A study begun in 1982, by Mr. Garfinkel and Dr. Steven D. Stellman, had 1.2 million participants. This research confirmed the earlier indictment of tobacco, and captured the steep rise in lung cancer among women who had taken up smoking. “Those studies have been extraordinarily valuable in that they were a major impetus for tobacco control in the United States,” said Dr. Michael Thun, the vice president of epidemiology and surveillance research at the cancer society.

The studies also gathered data on alcohol, medications, hormones, occupational exposures, reproductive issues, other cancers and chronic diseases. Researchers are still using that information, said Dr. Stellman, a clinical professor of epidemiology at the Mailman School of Public Health at Columbia University.
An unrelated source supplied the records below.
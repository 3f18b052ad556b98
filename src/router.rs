use crate::errors::ServerError;
use crate::featured::{ListingRecord, ScraperError, WidgetTarget};
use crate::listings::ListingError;
use crate::responses::cors::{allowed_origin, apply_cors};
use crate::responses::{empty_response, error_to_response, json_ok, text_response, ResultResp};
use crate::state::AppState;
use astra::{Request, Response};
use serde::Serialize;
use serde_json::json;
use std::collections::HashMap;

pub const BANNER: &str = "MLS proxy is running. Try /api/listing?mlsId=... or /api/har/featured?agent_number=...";

/// Characters of raw widget HTML echoed back by `/api/har/raw`.
pub const RAW_SNIPPET_CHARS: usize = 2000;

#[derive(Serialize)]
struct FeaturedBody {
    ok: bool,
    listings: Vec<ListingRecord>,
}

#[derive(Serialize)]
struct RawPageBody {
    ok: bool,
    status: u16,
    url: String,
    length: usize,
    snippet: String,
}

/// Entry point for the server loop: route, turn errors into JSON, add CORS
/// headers, log the outcome.
pub fn serve(req: Request, state: &AppState) -> Response {
    let method = req.method().to_string();
    let path = req.uri().path().to_string();
    let origin = allowed_origin(&req);

    let mut resp = handle(req, state).unwrap_or_else(error_to_response);
    apply_cors(&mut resp, origin);

    tracing::info!(%method, %path, status = resp.status().as_u16(), "request");
    resp
}

pub fn handle(req: Request, state: &AppState) -> ResultResp {
    let method = req.method().as_str();
    let path = req.uri().path();
    let params = parse_query(&req);

    match (method, path) {
        ("OPTIONS", _) => empty_response(204),
        ("GET", "/") => text_response(BANNER),
        ("GET", "/health") => json_ok(&json!({ "ok": true })),
        ("GET", "/api/listing") => get_listing(&params, state),
        ("GET", "/api/har/featured") => get_featured(&params, state),
        ("GET", "/api/har/raw") => get_raw(&params, state),
        _ => Err(ServerError::NotFound),
    }
}

fn get_listing(params: &HashMap<String, String>, state: &AppState) -> ResultResp {
    let mls_id = param(params, "mlsId").ok_or_else(|| ServerError::BadRequest("Missing mlsId".into()))?;

    match state.listings.fetch_mapped(mls_id) {
        Ok(listing) => json_ok(&listing),
        Err(ListingError::Upstream { status, body }) => {
            tracing::warn!(mls_id, status, "listings API returned an error");
            Err(ServerError::Upstream {
                status,
                detail: body,
            })
        }
        Err(e) => {
            tracing::error!(mls_id, error = %e, "listing lookup failed");
            Err(ServerError::InternalError)
        }
    }
}

fn get_featured(params: &HashMap<String, String>, state: &AppState) -> ResultResp {
    let (target, fallback_cid) = widget_params(params)?;

    let listings = state
        .featured
        .featured(&target, fallback_cid)
        .map_err(scrape_failed)?;

    json_ok(&FeaturedBody { ok: true, listings })
}

/// Debug view of what the widget host actually sends back.
fn get_raw(params: &HashMap<String, String>, state: &AppState) -> ResultResp {
    let (target, _) = widget_params(params)?;

    let page = state
        .featured
        .fetch_page(&state.featured.target_url(&target))
        .map_err(scrape_failed)?;

    json_ok(&RawPageBody {
        ok: page.is_success(),
        status: page.status,
        length: page.body.chars().count(),
        snippet: page.body.chars().take(RAW_SNIPPET_CHARS).collect(),
        url: page.url,
    })
}

/// The page to scrape and, for an agent, the client id to fall back on.
fn widget_params(
    params: &HashMap<String, String>,
) -> Result<(WidgetTarget, Option<&str>), ServerError> {
    match (param(params, "agent_number"), param(params, "cid")) {
        (Some(agent), cid) => Ok((WidgetTarget::Agent(agent.to_string()), cid)),
        (None, Some(cid)) => Ok((WidgetTarget::Client(cid.to_string()), None)),
        (None, None) => Err(ServerError::BadRequest(
            "Missing agent_number or cid".into(),
        )),
    }
}

fn scrape_failed(err: ScraperError) -> ServerError {
    tracing::error!(error = %err, "featured scrape failed");
    ServerError::ScrapeFailed(err.to_string())
}

/// Non-blank query parameter.
fn param<'a>(params: &'a HashMap<String, String>, key: &str) -> Option<&'a str> {
    params
        .get(key)
        .map(|v| v.trim())
        .filter(|v| !v.is_empty())
}

fn parse_query(req: &Request) -> HashMap<String, String> {
    req.uri()
        .query()
        .map(|q| url::form_urlencoded::parse(q.as_bytes()).into_owned().collect())
        .unwrap_or_default()
}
Mr. Garfinkel and Dr. Hammond also worked with Dr. Oscar Auerbach, a pathologist who studied tissue from deceased smokers and showed that the degree of precancerous change depended on how much and how long they had smoked. The pathology findings bolstered the statistical correlations from the earlier studies by providing physical evidence of what smoke could do to the lungs.

Mr. Garfinkel became head of epidemiology at the cancer society in 1979, retired in 1990 and worked as a volunteer until 2003.

When Mr. Garfinkel retired, Dr. Richard D. Klausner, who was then the director of the National Cancer Institute, said, “Few individuals have contributed as much to our present-day knowledge about the disease consequences of smoking.”

Although Mr. Garfinkel contributed to 147 articles in scientific journals, colleagues say he never flaunted his achievements. “He carried with him the fact that he was the product of two poor immigrants, one of whom never learned to read,” his son said.